[Collected data entries]
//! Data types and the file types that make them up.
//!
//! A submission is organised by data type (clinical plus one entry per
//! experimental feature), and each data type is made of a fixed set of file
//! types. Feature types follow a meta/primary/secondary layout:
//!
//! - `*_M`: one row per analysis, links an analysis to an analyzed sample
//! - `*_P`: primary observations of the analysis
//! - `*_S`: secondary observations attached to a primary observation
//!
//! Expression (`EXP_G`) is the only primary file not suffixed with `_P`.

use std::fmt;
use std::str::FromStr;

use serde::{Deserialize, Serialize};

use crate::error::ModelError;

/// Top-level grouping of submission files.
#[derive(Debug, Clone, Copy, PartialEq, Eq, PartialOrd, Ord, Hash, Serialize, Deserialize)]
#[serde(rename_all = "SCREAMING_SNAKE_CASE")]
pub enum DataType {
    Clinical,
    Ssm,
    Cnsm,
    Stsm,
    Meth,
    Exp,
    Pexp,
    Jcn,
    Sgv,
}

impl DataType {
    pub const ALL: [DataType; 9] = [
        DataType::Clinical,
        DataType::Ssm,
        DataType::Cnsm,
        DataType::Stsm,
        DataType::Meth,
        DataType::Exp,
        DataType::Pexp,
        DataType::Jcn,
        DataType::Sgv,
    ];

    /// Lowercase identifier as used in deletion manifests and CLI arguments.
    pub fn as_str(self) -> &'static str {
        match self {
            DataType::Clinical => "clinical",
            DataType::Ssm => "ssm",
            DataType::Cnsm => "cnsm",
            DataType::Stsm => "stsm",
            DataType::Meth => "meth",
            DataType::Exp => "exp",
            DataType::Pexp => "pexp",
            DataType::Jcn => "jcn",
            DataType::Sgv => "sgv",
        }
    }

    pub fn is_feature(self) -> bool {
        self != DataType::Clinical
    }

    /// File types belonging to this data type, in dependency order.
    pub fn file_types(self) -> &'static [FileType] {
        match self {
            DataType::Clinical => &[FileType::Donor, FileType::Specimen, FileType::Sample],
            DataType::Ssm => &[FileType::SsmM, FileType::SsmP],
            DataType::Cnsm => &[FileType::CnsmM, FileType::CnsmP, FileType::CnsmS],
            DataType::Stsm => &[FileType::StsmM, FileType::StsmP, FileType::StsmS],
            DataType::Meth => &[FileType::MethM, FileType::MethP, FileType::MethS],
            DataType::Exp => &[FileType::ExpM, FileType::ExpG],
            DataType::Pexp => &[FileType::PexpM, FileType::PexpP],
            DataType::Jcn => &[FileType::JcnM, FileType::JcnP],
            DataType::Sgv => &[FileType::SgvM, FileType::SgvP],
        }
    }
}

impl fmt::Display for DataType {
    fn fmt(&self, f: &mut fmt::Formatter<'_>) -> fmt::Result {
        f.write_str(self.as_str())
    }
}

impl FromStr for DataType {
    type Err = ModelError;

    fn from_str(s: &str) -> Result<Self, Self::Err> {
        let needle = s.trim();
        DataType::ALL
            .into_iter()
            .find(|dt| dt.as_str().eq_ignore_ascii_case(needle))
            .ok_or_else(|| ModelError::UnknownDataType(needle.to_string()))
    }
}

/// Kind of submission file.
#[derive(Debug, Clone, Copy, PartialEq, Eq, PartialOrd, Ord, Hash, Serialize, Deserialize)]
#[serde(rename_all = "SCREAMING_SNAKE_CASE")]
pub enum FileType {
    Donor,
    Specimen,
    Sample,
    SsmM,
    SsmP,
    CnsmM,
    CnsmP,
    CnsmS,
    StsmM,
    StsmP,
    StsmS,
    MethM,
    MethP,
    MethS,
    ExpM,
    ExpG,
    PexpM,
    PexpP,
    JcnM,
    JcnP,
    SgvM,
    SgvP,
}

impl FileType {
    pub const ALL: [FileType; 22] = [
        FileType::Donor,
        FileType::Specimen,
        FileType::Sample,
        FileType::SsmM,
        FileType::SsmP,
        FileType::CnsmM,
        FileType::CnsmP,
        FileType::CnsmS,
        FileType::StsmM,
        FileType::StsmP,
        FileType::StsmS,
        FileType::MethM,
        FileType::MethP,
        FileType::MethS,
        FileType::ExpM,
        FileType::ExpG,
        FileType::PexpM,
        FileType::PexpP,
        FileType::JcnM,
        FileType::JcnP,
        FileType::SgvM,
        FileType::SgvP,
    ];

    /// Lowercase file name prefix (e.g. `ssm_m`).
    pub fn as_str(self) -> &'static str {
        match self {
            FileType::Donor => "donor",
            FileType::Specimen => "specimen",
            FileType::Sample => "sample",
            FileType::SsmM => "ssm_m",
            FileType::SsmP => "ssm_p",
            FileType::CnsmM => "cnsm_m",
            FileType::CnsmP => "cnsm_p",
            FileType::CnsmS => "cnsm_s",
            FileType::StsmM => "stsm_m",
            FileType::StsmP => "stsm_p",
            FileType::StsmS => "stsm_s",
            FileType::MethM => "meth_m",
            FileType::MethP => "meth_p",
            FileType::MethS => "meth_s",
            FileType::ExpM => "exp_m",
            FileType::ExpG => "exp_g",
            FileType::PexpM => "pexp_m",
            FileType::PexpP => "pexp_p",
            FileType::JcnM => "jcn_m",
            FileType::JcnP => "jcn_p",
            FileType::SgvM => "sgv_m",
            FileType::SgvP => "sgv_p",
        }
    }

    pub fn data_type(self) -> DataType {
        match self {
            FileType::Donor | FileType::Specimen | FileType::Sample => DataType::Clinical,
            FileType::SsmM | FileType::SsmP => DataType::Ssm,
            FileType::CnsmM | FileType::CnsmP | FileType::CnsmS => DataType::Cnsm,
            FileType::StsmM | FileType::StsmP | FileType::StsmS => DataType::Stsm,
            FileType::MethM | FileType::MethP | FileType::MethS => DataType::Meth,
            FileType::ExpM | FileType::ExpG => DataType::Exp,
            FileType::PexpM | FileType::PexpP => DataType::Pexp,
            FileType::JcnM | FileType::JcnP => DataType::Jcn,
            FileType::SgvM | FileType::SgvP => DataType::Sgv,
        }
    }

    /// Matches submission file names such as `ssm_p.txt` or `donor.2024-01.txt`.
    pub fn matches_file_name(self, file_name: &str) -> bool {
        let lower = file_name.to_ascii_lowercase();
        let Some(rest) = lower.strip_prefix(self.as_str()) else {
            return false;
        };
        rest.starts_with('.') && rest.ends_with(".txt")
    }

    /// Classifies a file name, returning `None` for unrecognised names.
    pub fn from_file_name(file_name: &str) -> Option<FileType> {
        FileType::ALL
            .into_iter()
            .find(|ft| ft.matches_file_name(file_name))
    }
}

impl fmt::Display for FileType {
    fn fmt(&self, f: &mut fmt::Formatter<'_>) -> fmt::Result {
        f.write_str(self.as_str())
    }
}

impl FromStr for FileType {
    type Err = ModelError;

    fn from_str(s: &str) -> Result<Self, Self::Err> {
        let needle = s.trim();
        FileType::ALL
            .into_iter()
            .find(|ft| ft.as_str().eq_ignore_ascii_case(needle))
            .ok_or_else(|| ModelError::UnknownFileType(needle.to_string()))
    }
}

...

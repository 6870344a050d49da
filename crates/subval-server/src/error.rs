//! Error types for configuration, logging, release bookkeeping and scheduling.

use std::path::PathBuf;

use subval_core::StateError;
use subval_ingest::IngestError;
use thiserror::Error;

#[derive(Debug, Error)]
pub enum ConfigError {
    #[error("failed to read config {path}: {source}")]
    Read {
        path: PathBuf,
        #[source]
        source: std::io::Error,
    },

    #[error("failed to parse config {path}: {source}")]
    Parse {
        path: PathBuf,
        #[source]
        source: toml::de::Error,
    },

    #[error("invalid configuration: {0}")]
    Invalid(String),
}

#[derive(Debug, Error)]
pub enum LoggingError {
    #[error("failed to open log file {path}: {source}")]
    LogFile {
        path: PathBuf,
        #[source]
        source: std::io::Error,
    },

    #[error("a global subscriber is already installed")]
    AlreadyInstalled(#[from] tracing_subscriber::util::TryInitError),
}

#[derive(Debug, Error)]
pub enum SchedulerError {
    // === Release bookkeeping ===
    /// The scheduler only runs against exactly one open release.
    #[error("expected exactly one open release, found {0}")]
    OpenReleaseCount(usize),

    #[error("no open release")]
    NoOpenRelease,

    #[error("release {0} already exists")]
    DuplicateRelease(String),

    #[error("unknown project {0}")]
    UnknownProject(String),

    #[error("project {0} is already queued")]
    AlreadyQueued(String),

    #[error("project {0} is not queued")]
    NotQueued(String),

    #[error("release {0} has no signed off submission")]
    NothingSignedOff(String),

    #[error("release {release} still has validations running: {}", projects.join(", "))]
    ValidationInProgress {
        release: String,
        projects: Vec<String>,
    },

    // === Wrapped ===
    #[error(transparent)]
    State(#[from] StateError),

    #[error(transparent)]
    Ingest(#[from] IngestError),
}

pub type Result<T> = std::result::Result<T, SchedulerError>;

- [YOUR TASK]:
An exact copy of the lines above, from the one containing "make them up." through the one containing "of the analysis", is the whole of the answer.

- [TASK ANSWER]:
//! Data types and the file types that make them up.
//!
//! A submission is organised by data type (clinical plus one entry per
//! experimental feature), and each data type is made of a fixed set of file
//! types. Feature types follow a meta/primary/secondary layout:
//!
//! - `*_M`: one row per analysis, links an analysis to an analyzed sample
//! - `*_P`: primary observations of the analysis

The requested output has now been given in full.